Xavier é investigado pela morte do policial militar Geidson Thiago da Silva dos Santos, executado a tiros no último dia 6 de julho durante a 35ª Vaquejada do Parque Maratá, em Trizidela do Vale. Testemunhas e autoridades apontam o prefeito como suspeito de envolvimento direto ou indireto no crime, cujos motivos ainda estão sob apuração.
O crime ocorreu em meio a um evento público, chocando moradores da região. Geidson, que estava de folga no momento do ataque, foi atingido por disparos e não resistiu.
Logo após o ocorrido, João Vitor Xavier chegou a se apresentar voluntariamente à delegacia, acompanhado de sua equipe de defesa. Na ocasião, prestou esclarecimentos e alegou ter agido em legítima defesa. Após ser ouvido, foi liberado.

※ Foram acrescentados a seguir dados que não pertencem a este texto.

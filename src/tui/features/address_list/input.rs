//! Address list editor keyboard handling and submit.

use crate::config::{ConfigError, KEY_CUSTOM_DNS, KEY_DNS_LEAK_PROTECTION, KEY_SPLIT_TUNNEL, KEY_SPLIT_TUNNEL_IPS, USER_SECTION, join_list};
use crate::tui::input::InputEvent;
use crate::tui::state::{AddressListEditor, AddressListKind, Collaborators, EditorOutcome};
use crate::validate::validate_address_list;
use crate::{log_debug, log_info};

impl AddressListEditor {
    pub(crate) fn handle_event(&mut self, event: InputEvent, ports: &mut Collaborators) -> Result<EditorOutcome, ConfigError> {
        match event {
            InputEvent::Enter if self.enter_submits() => return self.submit(ports),
            InputEvent::Enter => {
                self.buffer.insert_char('\n');
                self.error = None;
            }
            InputEvent::Backspace => {
                self.buffer.backspace();
                self.error = None;
            }
            InputEvent::Char(ch) => {
                self.buffer.insert_char(ch);
                self.error = None;
            }
            event if event.is_cancel() => return Ok(EditorOutcome::Cancel),
            _ => {}
        }
        Ok(EditorOutcome::Continue)
    }

    /// Invalid or empty input keeps the editor open with an inline error.
    fn submit(&mut self, ports: &mut Collaborators) -> Result<EditorOutcome, ConfigError> {
        let entries = match validate_address_list(self.buffer.as_str(), self.kind.rule()) {
            Ok(entries) => entries,
            Err(err) => {
                log_debug!("Rejected address list: {}", err);
                self.error = Some(err.to_string());
                return Ok(EditorOutcome::Continue);
            }
        };

        let value = join_list(&entries);
        let notice = match self.kind {
            AddressListKind::DnsServers => {
                ports
                    .store
                    .set_all(&[(USER_SECTION, KEY_CUSTOM_DNS, value.as_str()), (USER_SECTION, KEY_DNS_LEAK_PROTECTION, "0")])?;
                "Custom DNS servers updated"
            }
            AddressListKind::SplitTunnelExclusions => {
                ports
                    .store
                    .set_all(&[(USER_SECTION, KEY_SPLIT_TUNNEL_IPS, value.as_str()), (USER_SECTION, KEY_SPLIT_TUNNEL, "1")])?;
                "Split tunneling exclusions updated"
            }
        };

        log_info!("Persisted {} entries for {:?}", entries.len(), self.kind);
        Ok(EditorOutcome::Commit { notice: notice.to_string() })
    }
}

#[cfg(test)]
#[path = "../../../test/tui/features/address_list/input.rs"]
mod tests;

Com a nova decisão judicial, o prefeito deverá passar por audiência de custódia, quando o juiz responsável avaliará se mantém a prisão preventiva ou concede alguma medida cautelar alternativa.
O caso tem ganhado grande repercussão em todo o estado por envolver um agente público em um crime de homicídio. A defesa do prefeito ainda não se pronunciou oficialmente sobre a decretação da prisão. Já familiares e colegas do PM Geidson cobram justiça e esperam respostas claras sobre as circunstâncias da morte.